%%

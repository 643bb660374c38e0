//! AI-generated stock dashboard
//!
//! This crate turns a ticker symbol into a two-phase stock analysis produced
//! entirely by an LLM, and renders it for the terminal. It includes:
//!
//! - Prompt templates and JSON response schemas for the two requests
//! - A generator that calls any [`stockcast_llm::LLMProvider`] and parses the
//!   structured reply
//! - Validation of the generated numbers
//! - A session that runs basic then advanced generation and publishes each
//!   state through a `watch` channel
//! - Chart series derivation and a `comfy-table` dashboard
//!
//! # Architecture
//!
//! ```text
//! StockConfig ──► LLMProvider ──► AiStockGenerator (StockDataSource)
//!                                        │
//!                                 AnalysisSession ──► watch<AnalysisState> ──► Dashboard
//! ```
//!
//! # Example
//!
//! ```rust,ignore
//! use stockcast_market::{AiStockGenerator, AnalysisSession, Dashboard, StockConfig};
//! use std::sync::Arc;
//!
//! #[tokio::main]
//! async fn main() -> anyhow::Result<()> {
//!     let config = Arc::new(StockConfig::builder().with_env().build()?);
//!     let generator = AiStockGenerator::from_config(config)?;
//!     let session = AnalysisSession::new(Arc::new(generator));
//!
//!     session.submit("tcs").await?;
//!     println!("{}", Dashboard::default().render(&session.snapshot()));
//!     Ok(())
//! }
//! ```

pub mod api;
pub mod config;
pub mod engine;
pub mod error;
pub mod interface;
pub mod model;
pub mod prompts;
pub mod validate;

// Re-export main types for convenience
pub use api::{AiStockGenerator, StockDataSource};
pub use config::{ProviderKind, StockConfig, StockConfigBuilder};
pub use engine::{AnalysisSession, AnalysisState, Phase, SubmitOutcome};
pub use error::{GenerationError, Result, StockError};
pub use interface::{Dashboard, DashboardOptions};
pub use model::{AdvancedStockAnalysis, BasicStockData, StockAnalysis};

%%

THE PROBLEM: Would you output the material above once more, exactly as given?

RESPONSE AREA:
repository 643bb660374c38e0
//! AI-generated stock dashboard
//!
//! This crate turns a ticker symbol into a two-phase stock analysis produced
//! entirely by an LLM, and renders it for the terminal. It includes:
//!
//! - Prompt templates and JSON response schemas for the two requests
//! - A generator that calls any [`stockcast_llm::LLMProvider`] and parses the
//!   structured reply
//! - Validation of the generated numbers
//! - A session that runs basic then advanced generation and publishes each
//!   state through a `watch` channel
//! - Chart series derivation and a `comfy-table` dashboard
//!
//! # Architecture
//!
//! ```text
//! StockConfig ──► LLMProvider ──► AiStockGenerator (StockDataSource)
//!                                        │
//!                                 AnalysisSession ──► watch<AnalysisState> ──► Dashboard
//! ```
//!
//! # Example
//!
//! ```rust,ignore
//! use stockcast_market::{AiStockGenerator, AnalysisSession, Dashboard, StockConfig};
//! use std::sync::Arc;
//!
//! #[tokio::main]
//! async fn main() -> anyhow::Result<()> {
//!     let config = Arc::new(StockConfig::builder().with_env().build()?);
//!     let generator = AiStockGenerator::from_config(config)?;
//!     let session = AnalysisSession::new(Arc::new(generator));
//!
//!     session.submit("tcs").await?;
//!     println!("{}", Dashboard::default().render(&session.snapshot()));
//!     Ok(())
//! }
//! ```

pub mod api;
pub mod config;
pub mod engine;
pub mod error;
pub mod interface;
pub mod model;
pub mod prompts;
pub mod validate;

// Re-export main types for convenience
pub use api::{AiStockGenerator, StockDataSource};
pub use config::{ProviderKind, StockConfig, StockConfigBuilder};
pub use engine::{AnalysisSession, AnalysisState, Phase, SubmitOutcome};
pub use error::{GenerationError, Result, StockError};
pub use interface::{Dashboard, DashboardOptions};
pub use model::{AdvancedStockAnalysis, BasicStockData, StockAnalysis};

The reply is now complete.